Anne BARBUSSE

Anne BARBUSSE



Anne Barbusse, née le 16 décembre 1969 à Clermont-Ferrand, s’installe, à l’âge de dix-sept ans, à Paris pour suivre des études de lettres. Après une agrégation de lettres classiques, elle enseigne quelques années la littérature latine à l’Université Paris VIII, avant de quitter Paris pour aller vivre dans un village du Gard. Installée depuis vingt ans, entre Cèze et Ardèche, Anne Barbusse entend vivre en accord avec ses convictions écologiques. Elle enseigne, depuis une dizaine d’années, le français aux adolescents migrants. En 2012, par passion, Anne Barbusse se lance dans l’apprentissage du grec moderne et reprend des études à distance à l’université Paul Valéry de Montpellier. Elle obtient un master traduction en littérature grecque moderne en 2017, ce qui lui permet de traduire en français, en pleine crise grecque, l’œuvre inédite en France de Takis Kalonaros (Du bonheur d’être grec, Athènes, éditions Euclide, 1975, réponse à Du malheur d’être grec de Nikos Dimou, traduit en France en 2012 aux éditions Payot).
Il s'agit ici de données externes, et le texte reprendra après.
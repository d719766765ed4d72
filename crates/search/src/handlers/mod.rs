//! HTTP handlers and router

pub mod health;
pub mod search;

use crate::service::FriendlySearch;
use crate::social::SocialSnapshot;
use axum::{
    routing::{get, post},
    Router,
};
use friendly_common::AppConfig;
use std::sync::Arc;
use tower_http::{
    request_id::{MakeRequestUuid, PropagateRequestIdLayer, SetRequestIdLayer},
    trace::TraceLayer,
};

/// Application state shared across handlers
#[derive(Clone)]
pub struct AppState {
    pub config: Arc<AppConfig>,
    pub snapshot: Arc<SocialSnapshot>,
    pub search: Arc<FriendlySearch>,
}

/// Create the main application router
pub fn create_router(state: AppState) -> Router {
    // Request ID propagation
    let request_id = SetRequestIdLayer::x_request_id(MakeRequestUuid);
    let propagate_id = PropagateRequestIdLayer::x_request_id();

    let api_routes = Router::new()
        .route("/search", post(search::search))
        .route("/rank", post(search::rank));

    Router::new()
        // Health endpoints
        .route("/health", get(health::health))
        .route("/ready", get(health::ready))
        .nest("/v1", api_routes)
        .layer(TraceLayer::new_for_http())
        .layer(propagate_id)
        .layer(request_id)
        .with_state(state)
}
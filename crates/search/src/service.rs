//! Friendly search: provider lookup, band expansion and ranking in one call

use crate::provider::SearchProvider;
use crate::ranking::{AffinityWeights, Candidate, RelevanceRanker, ScoredResult};
use crate::social::{DistanceBands, SocialSnapshot};
use friendly_common::errors::{AppError, ErrorCode, Result};
use friendly_common::{metrics, MissingPersonPolicy, RankingConfig};
use std::sync::Arc;
use std::time::Instant;
use tracing::{info, warn};

/// End-to-end personalized search
pub struct FriendlySearch {
    provider: Arc<dyn SearchProvider>,
    ranker: RelevanceRanker,
    max_depth: usize,
    policy: MissingPersonPolicy,
}

impl FriendlySearch {
    /// Create a service from validated ranking settings
    pub fn new(provider: Arc<dyn SearchProvider>, config: &RankingConfig) -> Result<Self> {
        let weights = AffinityWeights::try_from_config(config)?;
        Ok(Self {
            provider,
            ranker: RelevanceRanker::new(weights, config.missing_person),
            max_depth: config.max_depth,
            policy: config.missing_person,
        })
    }

    pub fn provider_name(&self) -> &str {
        self.provider.name()
    }

    /// Search the provider and rank its results for `current_user`
    pub async fn search(
        &self,
        query: &str,
        snapshot: &SocialSnapshot,
        current_user: &str,
    ) -> Result<Vec<ScoredResult>> {
        let candidates = self.provider.search(query).await.map_err(|e| {
            if e.is_client_error() {
                e
            } else {
                warn!(provider = %self.provider.name(), error = %e, "Provider search failed");
                metrics::record_ranking_error(ErrorCode::SearchProviderError.as_str());
                AppError::provider(self.provider.name(), e.to_string())
            }
        })?;
        metrics::record_search(self.provider.name(), candidates.len());

        info!(
            query = %query,
            provider = %self.provider.name(),
            candidates = candidates.len(),
            "Provider search completed"
        );

        self.rank_candidates(&candidates, snapshot, current_user)
    }

    /// Rank caller-supplied candidates for `current_user`
    pub fn rank_candidates(
        &self,
        candidates: &[Candidate],
        snapshot: &SocialSnapshot,
        current_user: &str,
    ) -> Result<Vec<ScoredResult>> {
        let start = Instant::now();

        let ranked = DistanceBands::expand_with(
            &snapshot.friendships,
            current_user,
            self.max_depth,
            self.policy,
        )
        .and_then(|bands| {
            self.ranker
                .rank(candidates, &bands, &snapshot.likes, current_user)
                .map(|results| (bands.len(), results))
        });

        let (reach, results) = match ranked {
            Ok(ranked) => ranked,
            Err(e) => {
                warn!(user = %current_user, error = %e, "Ranking failed");
                metrics::record_ranking_error(e.code().as_str());
                return Err(e);
            }
        };

        let liked = results.iter().filter(|r| r.is_liked()).count();
        metrics::record_ranking(
            start.elapsed().as_secs_f64(),
            liked,
            results.len() - liked,
            reach,
        );

        info!(
            user = %current_user,
            reach,
            liked,
            total = results.len(),
            latency_us = start.elapsed().as_micros() as u64,
            "Ranking completed"
        );

        Ok(results)
    }
}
Anne Barbusse a commencer par publier des textes en revues : Phréatique dans les années 90, et dans Arpa en 1997 et en 2006, et bien sûr dans Les Hommes sans Épaules. « J’ai la force de numéroter les pages écrites, donc du vivre, l’écrivant est psychotique par essence puisqu’il se coupe du monde pour accéder au monde », nous dit Anne Barbusse, dont les poèmes (certains ont paru en revues), sont un témoignage du profond mal de vivre. Celui d’une femme en folle famine d’affection, d’une mère seule et blessée comme une île au bout de ses rails (« Ne me brusquez pas, aidez-moi »), d’où s’évadent des voyages en camisole dans la métaphore du cri. Une expression riche et très forte. Les pulsations de cœur de la douleur.
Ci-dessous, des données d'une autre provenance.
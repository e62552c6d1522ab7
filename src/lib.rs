#![forbid(unsafe_code)]

pub mod composite;
pub mod decode;
pub mod edges;
pub mod error;
pub mod image;
pub mod scene;
pub mod surface;
pub mod transform;

pub use composite::{blit, draw, draw_scaled};
pub use decode::{
    DECODE_CLEAN_RADIUS, decode, decode_from_memory, load, load_from_memory, normalize,
};
pub use edges::clean_edges_rgba;
pub use error::{SoftblitError, SoftblitResult};
pub use image::Image;
pub use scene::{CanvasSpec, Layer, LayerSize, Scene, render_scene};
pub use surface::Surface;
pub use transform::RESIZE_CLEAN_RADIUS;
use std::{
    fs::File,
    io::BufReader,
    path::{Path, PathBuf},
};

use anyhow::Context as _;
use clap::{Parser, Subcommand};

#[derive(Parser, Debug)]
#[command(name = "softblit", version)]
struct Cli {
    #[command(subcommand)]
    cmd: Command,
}

#[derive(Subcommand, Debug)]
enum Command {
    /// Render a scene description to a PNG.
    Compose(ComposeArgs),
    /// Run one image through the pipeline and write it back as a PNG.
    Convert(ConvertArgs),
    /// Print dimensions of a decoded image.
    Info(InfoArgs),
}

#[derive(Parser, Debug)]
struct ComposeArgs {
    /// Input scene JSON.
    #[arg(long = "in")]
    in_path: PathBuf,

    /// Output PNG path.
    #[arg(long)]
    out: PathBuf,
}

#[derive(Parser, Debug)]
struct ConvertArgs {
    /// Input image (any format the decoder understands).
    #[arg(long = "in")]
    in_path: PathBuf,

    /// Output PNG path.
    #[arg(long)]
    out: PathBuf,

    /// Resize to WIDTHxHEIGHT before writing.
    #[arg(long, value_parser = parse_size)]
    resize: Option<SizeSpec>,

    /// Mirror left-right.
    #[arg(long)]
    flip_h: bool,

    /// Mirror top-bottom.
    #[arg(long)]
    flip_v: bool,
}

#[derive(Parser, Debug)]
struct InfoArgs {
    /// Input image.
    #[arg(long = "in")]
    in_path: PathBuf,
}

#[derive(Clone, Copy, Debug)]
struct SizeSpec {
    width: u32,
    height: u32,
}

fn parse_size(s: &str) -> Result<SizeSpec, String> {
    let (w, h) = s
        .split_once(['x', 'X'])
        .ok_or_else(|| "expected WIDTHxHEIGHT".to_string())?;
    let width = w.parse::<u32>().map_err(|e| format!("bad width: {e}"))?;
    let height = h.parse::<u32>().map_err(|e| format!("bad height: {e}"))?;
    Ok(SizeSpec { width, height })
}

fn main() -> anyhow::Result<()> {
    let cli = Cli::parse();
    match cli.cmd {
        Command::Compose(args) => cmd_compose(args),
        Command::Convert(args) => cmd_convert(args),
        Command::Info(args) => cmd_info(args),
    }
}

fn read_scene_json(path: &Path) -> anyhow::Result<softblit::Scene> {
    let f = File::open(path).with_context(|| format!("open scene '{}'", path.display()))?;
    let r = BufReader::new(f);
    let scene: softblit::Scene = serde_json::from_reader(r).with_context(|| "parse scene JSON")?;
    Ok(scene)
}

fn write_png(
    path: &Path,
    data: &[u8],
    width: u32,
    height: u32,
    color: image::ColorType,
) -> anyhow::Result<()> {
    if let Some(parent) = path.parent() {
        std::fs::create_dir_all(parent)
            .with_context(|| format!("create output dir '{}'", parent.display()))?;
    }

    image::save_buffer_with_format(path, data, width, height, color, image::ImageFormat::Png)
        .with_context(|| format!("write png '{}'", path.display()))?;
    Ok(())
}

fn cmd_compose(args: ComposeArgs) -> anyhow::Result<()> {
    let scene = read_scene_json(&args.in_path)?;
    scene.validate()?;

    let assets_root = args.in_path.parent().unwrap_or_else(|| Path::new("."));
    let frame = softblit::render_scene(&scene, assets_root)?;

    let rgba = frame.readback_rgba8();
    write_png(
        &args.out,
        &rgba,
        frame.width(),
        frame.height(),
        image::ColorType::Rgba8,
    )?;

    eprintln!("wrote {}", args.out.display());
    Ok(())
}

fn cmd_convert(args: ConvertArgs) -> anyhow::Result<()> {
    let mut img = softblit::load(&args.in_path)?;

    if args.flip_h {
        img.flip_horizontal();
    }
    if args.flip_v {
        img.flip_vertical();
    }
    if let Some(size) = args.resize {
        img = img.resize(size.width, size.height)?;
    }

    let color = match img.channels() {
        3 => image::ColorType::Rgb8,
        _ => image::ColorType::Rgba8,
    };
    write_png(&args.out, img.pixels(), img.width(), img.height(), color)?;

    eprintln!("wrote {}", args.out.display());
    Ok(())
}

fn cmd_info(args: InfoArgs) -> anyhow::Result<()> {
    let native = softblit::decode(&args.in_path)?;
    println!(
        "{}: {}x{}, stride {} bytes",
        args.in_path.display(),
        native.width(),
        native.height(),
        native.stride()
    );
    Ok(())
}
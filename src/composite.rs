use crate::{error::SoftblitResult, image::Image, surface::Surface};

/// Source-over composite `src` onto `target` with its top-left at `(x, y)`.
///
/// Both surfaces hold **premultiplied** BGRA, so the operator is
/// `out = src + dst * (255 - src_a) / 255` on every channel, with the
/// division rounded and the addition saturating. Offsets may be negative;
/// only the overlap with the target bounds is touched, and zero overlap is a
/// no-op.
pub fn blit(target: &mut Surface, src: &Surface, x: i32, y: i32) {
    let x = i64::from(x);
    let y = i64::from(y);

    let x0 = x.max(0);
    let y0 = y.max(0);
    let x1 = (x + i64::from(src.width())).min(i64::from(target.width()));
    let y1 = (y + i64::from(src.height())).min(i64::from(target.height()));
    if x0 >= x1 || y0 >= y1 {
        return;
    }

    for ty in y0..y1 {
        let src_row = src.row((ty - y) as usize);
        let dst_row = target.row_mut(ty as usize);
        for tx in x0..x1 {
            let si = ((tx - x) * 4) as usize;
            let di = (tx * 4) as usize;
            over_premul(&mut dst_row[di..di + 4], &src_row[si..si + 4]);
        }
    }
}

/// Composite `img` onto `target` at `(x, y)`.
///
/// Uses the image's cached surface when present; otherwise a temporary one is
/// materialized for this call and dropped (the cache is not populated through
/// a shared reference).
pub fn draw(target: &mut Surface, img: &Image, x: i32, y: i32) {
    match img.surface() {
        Some(s) => blit(target, s, x, y),
        None => blit(target, &Surface::from_image(img), x, y),
    }
}

/// Resize `img` to `width` x `height` (full pipeline, source untouched),
/// composite the result at `(x, y)`, drop it.
pub fn draw_scaled(
    target: &mut Surface,
    img: &Image,
    x: i32,
    y: i32,
    width: u32,
    height: u32,
) -> SoftblitResult<()> {
    let scaled = img.resize(width, height)?;
    draw(target, &scaled, x, y);
    Ok(())
}

fn over_premul(dst: &mut [u8], src: &[u8]) {
    let sa = src[3];
    if sa == 0 {
        return;
    }
    let inv = 255u16 - u16::from(sa);
    for i in 0..4 {
        dst[i] = src[i].saturating_add(mul_div255(u16::from(dst[i]), inv));
    }
}

fn mul_div255(x: u16, y: u16) -> u8 {
    (((u32::from(x) * u32::from(y)) + 127) / 255) as u8
}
Moi, la dormante, est un journal poétique, entamé lors d’un premier séjour en hôpital psychiatrique en 2004 au début d’une dépression. Mêlant vers et prose, il témoigne d’une volonté de rendre compte d’une expérience extrême, d’une descente aux enfers à l’intérieur de soi et des autres, et de la découverte de la dureté de l’univers psychiatrique, entre médicaments et enfermement. Il s’agissait alors de garder trace, de témoigner de la maladie psychiatrique, de tous ceux qui éprouvent angoisse et souffrance à tout simplement exister et accomplir les gestes d’une journée quotidienne, alors que la dépression ôte tout élan vital et ravive toutes les questions de l’existence passée (enfance, amours, maternité). Le cahier d’écriture était alors devenu une urgence. Alors même que la dépression, dans son intensité, empêche souvent toute création et condamne au silence, le défi était de rendre compte d’un état limite au jour le jour dans l’immédiateté du vécu et non dans l’après-coup rétrospectif, et de s’arrimer aux mots, au texte, à la création, à ce qui restait, pour explorer les méandres de la pensée/du langage malade. Comme une écriture du désastre qui en soi conjure le désastre.
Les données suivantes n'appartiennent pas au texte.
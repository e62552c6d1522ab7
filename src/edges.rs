use crate::error::{SoftblitError, SoftblitResult};

/// Repaint RGB under fully transparent pixels from the nearest non-transparent
/// neighbor, so later scaling cannot bleed stale color through alpha edges.
///
/// For every pixel with alpha 0, square rings of radius `1..=max_radius` are
/// searched over a snapshot of the input. Each ring's clamped bounding box is
/// scanned row-major, skipping cells inside the perimeter; the first pixel
/// found with non-zero alpha donates its RGB. Alpha itself never changes, so
/// the pass is idempotent.
pub fn clean_edges_rgba(
    pixels: &mut [u8],
    width: u32,
    height: u32,
    max_radius: u32,
) -> SoftblitResult<()> {
    let expected_len = (width as usize)
        .checked_mul(height as usize)
        .and_then(|v| v.checked_mul(4))
        .ok_or_else(|| SoftblitError::validation("edge cleanup buffer size overflow"))?;
    if pixels.len() != expected_len {
        return Err(SoftblitError::validation(
            "clean_edges_rgba expects pixels matching width*height*4",
        ));
    }
    clean_rgba(pixels, width, height, max_radius);
    Ok(())
}

pub(crate) fn clean_rgba(pixels: &mut [u8], width: u32, height: u32, max_radius: u32) {
    debug_assert_eq!(pixels.len(), width as usize * height as usize * 4);
    if max_radius == 0 {
        return;
    }

    let snapshot = pixels.to_vec();
    let w = width as i64;
    let h = height as i64;
    // Rings wider than the largest image extent cannot reach new cells.
    let limit = i64::from(max_radius).min(w.max(h));

    for y in 0..h {
        for x in 0..w {
            let idx = ((y * w + x) * 4) as usize;
            if snapshot[idx + 3] != 0 {
                continue;
            }
            if let Some(donor) = find_donor(&snapshot, w, h, x, y, limit) {
                pixels[idx..idx + 3].copy_from_slice(&snapshot[donor..donor + 3]);
            }
        }
    }
}

fn find_donor(snapshot: &[u8], w: i64, h: i64, x: i64, y: i64, limit: i64) -> Option<usize> {
    for r in 1..=limit {
        for ny in (y - r).max(0)..=(y + r).min(h - 1) {
            for nx in (x - r).max(0)..=(x + r).min(w - 1) {
                if (ny - y).abs() != r && (nx - x).abs() != r {
                    continue;
                }
                let n = ((ny * w + nx) * 4) as usize;
                if snapshot[n + 3] != 0 {
                    return Some(n);
                }
            }
        }
    }
    None
}

#[cfg(test)]
mod tests {
    use super::*;

    #[test]
    fn transparent_pixel_takes_rgb_from_adjacent_opaque() {
        let mut px = vec![255, 0, 0, 255, 0, 0, 0, 0];
        clean_edges_rgba(&mut px, 2, 1, 1).unwrap();
        assert_eq!(px, vec![255, 0, 0, 255, 255, 0, 0, 0]);
    }

    #[test]
    fn alpha_channel_is_never_modified() {
        let mut px = vec![255, 0, 0, 255, 9, 9, 9, 0, 1, 2, 3, 77];
        let alphas: Vec<u8> = px.iter().skip(3).step_by(4).copied().collect();
        clean_edges_rgba(&mut px, 3, 1, 2).unwrap();
        let after: Vec<u8> = px.iter().skip(3).step_by(4).copied().collect();
        assert_eq!(alphas, after);
    }

    #[test]
    fn nearer_ring_beats_farther_donor() {
        // red . . . blue, radius 2: x=1 sees red at r=1, x=3 sees blue at r=1,
        // the center ties at r=2 and row-major order picks the left donor.
        let mut px = vec![
            255, 0, 0, 255, //
            0, 0, 0, 0, //
            0, 0, 0, 0, //
            0, 0, 0, 0, //
            0, 0, 255, 255,
        ];
        clean_edges_rgba(&mut px, 5, 1, 2).unwrap();
        assert_eq!(&px[4..7], &[255, 0, 0]);
        assert_eq!(&px[8..11], &[255, 0, 0]);
        assert_eq!(&px[12..15], &[0, 0, 255]);
    }

    #[test]
    fn row_major_scan_breaks_ties_within_a_ring() {
        // All eight neighbors are opaque with distinct reds; the top-left
        // corner of the ring box is scanned first.
        let mut px = Vec::new();
        for v in 1u8..=9 {
            if v == 5 {
                px.extend_from_slice(&[0, 0, 0, 0]);
            } else {
                px.extend_from_slice(&[v * 10, 0, 0, 255]);
            }
        }
        clean_edges_rgba(&mut px, 3, 3, 1).unwrap();
        assert_eq!(&px[4 * 4..4 * 4 + 3], &[10, 0, 0]);
    }

    #[test]
    fn donors_come_from_the_snapshot_not_from_repainted_pixels() {
        let mut px = vec![255, 0, 0, 255, 0, 0, 0, 0, 0, 0, 0, 0];
        clean_edges_rgba(&mut px, 3, 1, 1).unwrap();
        // x=1 is repainted, but its alpha stays 0, so x=2 finds no donor at r=1.
        assert_eq!(&px[4..8], &[255, 0, 0, 0]);
        assert_eq!(&px[8..12], &[0, 0, 0, 0]);
    }

    #[test]
    fn pixels_without_a_donor_in_range_are_untouched() {
        let mut px = vec![7, 8, 9, 0, 4, 5, 6, 0];
        clean_edges_rgba(&mut px, 2, 1, 3).unwrap();
        assert_eq!(px, vec![7, 8, 9, 0, 4, 5, 6, 0]);
    }

    #[test]
    fn cleanup_is_idempotent_for_a_fixed_radius() {
        let mut px = vec![
            10, 20, 30, 255, 0, 0, 0, 0, //
            0, 0, 0, 0, 200, 100, 50, 3,
        ];
        clean_edges_rgba(&mut px, 2, 2, 2).unwrap();
        let once = px.clone();
        clean_edges_rgba(&mut px, 2, 2, 2).unwrap();
        assert_eq!(px, once);
    }

    #[test]
    fn rejects_mismatched_buffer_length() {
        let mut px = vec![0u8; 12];
        assert!(clean_edges_rgba(&mut px, 2, 2, 1).is_err());
    }
}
 Les accouchantes nues est issu d’un journal écrit en 2004 lors d’un séjour à l’hôpital psychiatrique. Après Moi la dormante, publié aux éditions Unicité en 2021, qui retraçait la descente aux Enfers de la dépression avec repli sur soi et plongée dans la psychiatrie en fin d’hiver, entre médicaments et enfermement, ce recueil amorce la remontée, la sortie hors de la confrontation aux autres malades avec toutes leurs fêlures essentielles, la naissance de soi à soi, la réalisation d’avoir donné naissance. Dans une progression non linéaire et heurtée de doutes et retours en arrière, ce journal interroge part de soi, part de l’autre et part du monde, afin d’accoucher d’une vie possible et d’une écriture maïeutique, fragile mais avançante, en vers ou en prose, quêtant délivrance et juste adéquation entre un soi défaillant, tronqué, hospitalisé, et le monde plein du printemps dissonant d’avril hors hôpital. Se joue comme un triple accouchement, celui de moi-même pour réparer ma propre mère défectueuse, celui de mon fils par césarienne (accouchement confisqué par les médecins et bras sanglés), et celui d’une écriture qui elle seule répare les deux premiers accouchements. S’enfanter comme on s’écrit.

 Á Petros, crise grecque « C’est une histoire grecque et française, cinématographique et internationale, plurilingue et catastrophique, antique et contemporaine, où s’entrelacent crise amoureuse et crise économique. Avec ce recueil au ton résolument actuel, Anne Barbusse nous donne à lire un texte poétique, riche et dense, mais hors normes, tant par la forme, qui ne s’interdit pas le récit – agencé comme une (petite) tragédie – que par le brassage de styles (entre tonalités lyrique et épique), faisant alterner des rythmes d’écriture amples ou saccadés. Un texte romantique dans un monde capitaliste » A.B.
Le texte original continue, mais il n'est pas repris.